* _Exercise objective_: When you print the material, keep every line identical to the original.

* _Data for review_:

== == ==

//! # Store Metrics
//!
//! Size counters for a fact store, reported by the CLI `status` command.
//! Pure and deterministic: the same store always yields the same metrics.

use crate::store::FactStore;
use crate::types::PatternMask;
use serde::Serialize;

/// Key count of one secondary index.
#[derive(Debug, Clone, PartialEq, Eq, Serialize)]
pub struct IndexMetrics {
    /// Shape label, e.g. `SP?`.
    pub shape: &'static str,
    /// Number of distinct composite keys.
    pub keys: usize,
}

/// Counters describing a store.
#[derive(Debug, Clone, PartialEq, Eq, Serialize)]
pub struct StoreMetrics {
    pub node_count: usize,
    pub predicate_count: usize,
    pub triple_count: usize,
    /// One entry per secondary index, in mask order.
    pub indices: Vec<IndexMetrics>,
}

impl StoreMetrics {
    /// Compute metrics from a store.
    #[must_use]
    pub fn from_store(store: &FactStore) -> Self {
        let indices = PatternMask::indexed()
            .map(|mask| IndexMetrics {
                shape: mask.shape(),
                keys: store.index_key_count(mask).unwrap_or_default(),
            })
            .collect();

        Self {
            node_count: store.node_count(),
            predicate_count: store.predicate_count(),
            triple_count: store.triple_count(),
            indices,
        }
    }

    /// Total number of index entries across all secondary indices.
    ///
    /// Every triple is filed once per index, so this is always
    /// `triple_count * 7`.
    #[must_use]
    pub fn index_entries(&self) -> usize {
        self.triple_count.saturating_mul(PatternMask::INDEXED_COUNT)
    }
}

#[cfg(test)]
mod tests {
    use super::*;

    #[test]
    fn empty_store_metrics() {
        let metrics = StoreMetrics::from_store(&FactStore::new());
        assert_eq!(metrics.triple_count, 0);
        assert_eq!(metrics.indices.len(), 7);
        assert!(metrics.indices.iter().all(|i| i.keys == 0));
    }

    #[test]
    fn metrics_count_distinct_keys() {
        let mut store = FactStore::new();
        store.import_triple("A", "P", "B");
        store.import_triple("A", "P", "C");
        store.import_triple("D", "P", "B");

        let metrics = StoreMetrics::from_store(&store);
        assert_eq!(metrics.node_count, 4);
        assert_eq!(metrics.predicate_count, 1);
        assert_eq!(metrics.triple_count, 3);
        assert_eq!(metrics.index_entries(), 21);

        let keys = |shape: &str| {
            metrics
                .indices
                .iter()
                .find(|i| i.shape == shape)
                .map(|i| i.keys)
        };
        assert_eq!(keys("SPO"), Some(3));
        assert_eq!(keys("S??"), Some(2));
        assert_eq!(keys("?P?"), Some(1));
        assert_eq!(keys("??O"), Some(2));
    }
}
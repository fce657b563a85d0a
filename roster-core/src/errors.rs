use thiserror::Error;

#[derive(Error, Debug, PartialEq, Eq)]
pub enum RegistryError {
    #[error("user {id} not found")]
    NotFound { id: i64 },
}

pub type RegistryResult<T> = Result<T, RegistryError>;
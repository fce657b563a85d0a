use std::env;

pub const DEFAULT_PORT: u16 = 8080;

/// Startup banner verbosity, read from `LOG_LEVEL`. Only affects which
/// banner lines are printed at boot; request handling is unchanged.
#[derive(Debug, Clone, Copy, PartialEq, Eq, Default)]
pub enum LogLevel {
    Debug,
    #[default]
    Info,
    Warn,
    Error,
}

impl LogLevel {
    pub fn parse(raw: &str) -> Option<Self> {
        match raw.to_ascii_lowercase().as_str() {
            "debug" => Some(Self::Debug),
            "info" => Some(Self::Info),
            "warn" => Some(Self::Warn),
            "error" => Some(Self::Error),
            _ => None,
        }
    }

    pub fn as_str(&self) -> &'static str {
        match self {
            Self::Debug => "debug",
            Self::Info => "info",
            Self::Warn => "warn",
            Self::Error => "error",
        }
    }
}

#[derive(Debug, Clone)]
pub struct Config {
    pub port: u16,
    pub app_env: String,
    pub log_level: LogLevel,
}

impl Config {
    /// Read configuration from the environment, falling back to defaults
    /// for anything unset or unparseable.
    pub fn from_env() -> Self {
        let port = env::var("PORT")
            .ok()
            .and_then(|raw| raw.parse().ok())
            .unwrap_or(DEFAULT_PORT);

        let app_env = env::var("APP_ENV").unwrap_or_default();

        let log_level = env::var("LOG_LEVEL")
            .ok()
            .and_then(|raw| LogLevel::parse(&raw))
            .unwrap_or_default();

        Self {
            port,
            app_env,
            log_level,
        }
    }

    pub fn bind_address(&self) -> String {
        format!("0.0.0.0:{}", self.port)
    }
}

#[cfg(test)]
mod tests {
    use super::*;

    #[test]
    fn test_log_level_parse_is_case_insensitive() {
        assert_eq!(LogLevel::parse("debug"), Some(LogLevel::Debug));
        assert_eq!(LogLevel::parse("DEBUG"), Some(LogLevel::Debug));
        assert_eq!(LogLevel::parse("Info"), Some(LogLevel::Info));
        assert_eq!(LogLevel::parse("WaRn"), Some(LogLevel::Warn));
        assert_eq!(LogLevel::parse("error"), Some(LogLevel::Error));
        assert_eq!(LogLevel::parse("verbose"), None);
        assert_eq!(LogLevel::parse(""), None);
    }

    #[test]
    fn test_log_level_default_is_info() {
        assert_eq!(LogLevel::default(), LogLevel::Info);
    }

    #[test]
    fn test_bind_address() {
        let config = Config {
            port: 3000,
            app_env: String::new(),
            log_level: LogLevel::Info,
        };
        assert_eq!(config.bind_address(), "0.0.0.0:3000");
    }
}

== == ==

* _Solution_:
//! # Store Metrics
//!
//! Size counters for a fact store, reported by the CLI `status` command.
//! Pure and deterministic: the same store always yields the same metrics.

use crate::store::FactStore;
use crate::types::PatternMask;
use serde::Serialize;

/// Key count of one secondary index.
#[derive(Debug, Clone, PartialEq, Eq, Serialize)]
pub struct IndexMetrics {
    /// Shape label, e.g. `SP?`.
    pub shape: &'static str,
    /// Number of distinct composite keys.
    pub keys: usize,
}

/// Counters describing a store.
#[derive(Debug, Clone, PartialEq, Eq, Serialize)]
pub struct StoreMetrics {
    pub node_count: usize,
    pub predicate_count: usize,
    pub triple_count: usize,
    /// One entry per secondary index, in mask order.
    pub indices: Vec<IndexMetrics>,
}

impl StoreMetrics {
    /// Compute metrics from a store.
    #[must_use]
    pub fn from_store(store: &FactStore) -> Self {
        let indices = PatternMask::indexed()
            .map(|mask| IndexMetrics {
                shape: mask.shape(),
                keys: store.index_key_count(mask).unwrap_or_default(),
            })
            .collect();

        Self {
            node_count: store.node_count(),
            predicate_count: store.predicate_count(),
            triple_count: store.triple_count(),
            indices,
        }
    }

    /// Total number of index entries across all secondary indices.
    ///
    /// Every triple is filed once per index, so this is always
    /// `triple_count * 7`.
    #[must_use]
    pub fn index_entries(&self) -> usize {
        self.triple_count.saturating_mul(PatternMask::INDEXED_COUNT)
    }
}

#[cfg(test)]
mod tests {
    use super::*;

    #[test]
    fn empty_store_metrics() {
        let metrics = StoreMetrics::from_store(&FactStore::new());
        assert_eq!(metrics.triple_count, 0);
        assert_eq!(metrics.indices.len(), 7);
        assert!(metrics.indices.iter().all(|i| i.keys == 0));
    }

    #[test]
    fn metrics_count_distinct_keys() {
        let mut store = FactStore::new();
        store.import_triple("A", "P", "B");
        store.import_triple("A", "P", "C");
        store.import_triple("D", "P", "B");

        let metrics = StoreMetrics::from_store(&store);
        assert_eq!(metrics.node_count, 4);
        assert_eq!(metrics.predicate_count, 1);
        assert_eq!(metrics.triple_count, 3);
        assert_eq!(metrics.index_entries(), 21);

        let keys = |shape: &str| {
            metrics
                .indices
                .iter()
                .find(|i| i.shape == shape)
                .map(|i| i.keys)
        };
        assert_eq!(keys("SPO"), Some(3));
        assert_eq!(keys("S??"), Some(2));
        assert_eq!(keys("?P?"), Some(1));
        assert_eq!(keys("??O"), Some(2));
    }
}
repository fce657b563a85d0a
filename roster-core/src/errors.rs
use thiserror::Error;

#[derive(Error, Debug, PartialEq, Eq)]
pub enum RegistryError {
    #[error("user {id} not found")]
    NotFound { id: i64 },
}

pub type RegistryResult<T> = Result<T, RegistryError>;
repository fce657b563a85d0a
use std::env;

pub const DEFAULT_PORT: u16 = 8080;

/// Startup banner verbosity, read from `LOG_LEVEL`. Only affects which
/// banner lines are printed at boot; request handling is unchanged.
#[derive(Debug, Clone, Copy, PartialEq, Eq, Default)]
pub enum LogLevel {
    Debug,
    #[default]
    Info,
    Warn,
    Error,
}

impl LogLevel {
    pub fn parse(raw: &str) -> Option<Self> {
        match raw.to_ascii_lowercase().as_str() {
            "debug" => Some(Self::Debug),
            "info" => Some(Self::Info),
            "warn" => Some(Self::Warn),
            "error" => Some(Self::Error),
            _ => None,
        }
    }

    pub fn as_str(&self) -> &'static str {
        match self {
            Self::Debug => "debug",
            Self::Info => "info",
            Self::Warn => "warn",
            Self::Error => "error",
        }
    }
}

#[derive(Debug, Clone)]
pub struct Config {
    pub port: u16,
    pub app_env: String,
    pub log_level: LogLevel,
}

impl Config {
    /// Read configuration from the environment, falling back to defaults
    /// for anything unset or unparseable.
    pub fn from_env() -> Self {
        let port = env::var("PORT")
            .ok()
            .and_then(|raw| raw.parse().ok())
            .unwrap_or(DEFAULT_PORT);

        let app_env = env::var("APP_ENV").unwrap_or_default();

        let log_level = env::var("LOG_LEVEL")
            .ok()
            .and_then(|raw| LogLevel::parse(&raw))
            .unwrap_or_default();

        Self {
            port,
            app_env,
            log_level,
        }
    }

    pub fn bind_address(&self) -> String {
        format!("0.0.0.0:{}", self.port)
    }
}

#[cfg(test)]
mod tests {
    use super::*;

    #[test]
    fn test_log_level_parse_is_case_insensitive() {
        assert_eq!(LogLevel::parse("debug"), Some(LogLevel::Debug));
        assert_eq!(LogLevel::parse("DEBUG"), Some(LogLevel::Debug));
        assert_eq!(LogLevel::parse("Info"), Some(LogLevel::Info));
        assert_eq!(LogLevel::parse("WaRn"), Some(LogLevel::Warn));
        assert_eq!(LogLevel::parse("error"), Some(LogLevel::Error));
        assert_eq!(LogLevel::parse("verbose"), None);
        assert_eq!(LogLevel::parse(""), None);
    }

    #[test]
    fn test_log_level_default_is_info() {
        assert_eq!(LogLevel::default(), LogLevel::Info);
    }

    #[test]
    fn test_bind_address() {
        let config = Config {
            port: 3000,
            app_env: String::new(),
            log_level: LogLevel::Info,
        };
        assert_eq!(config.bind_address(), "0.0.0.0:3000");
    }
}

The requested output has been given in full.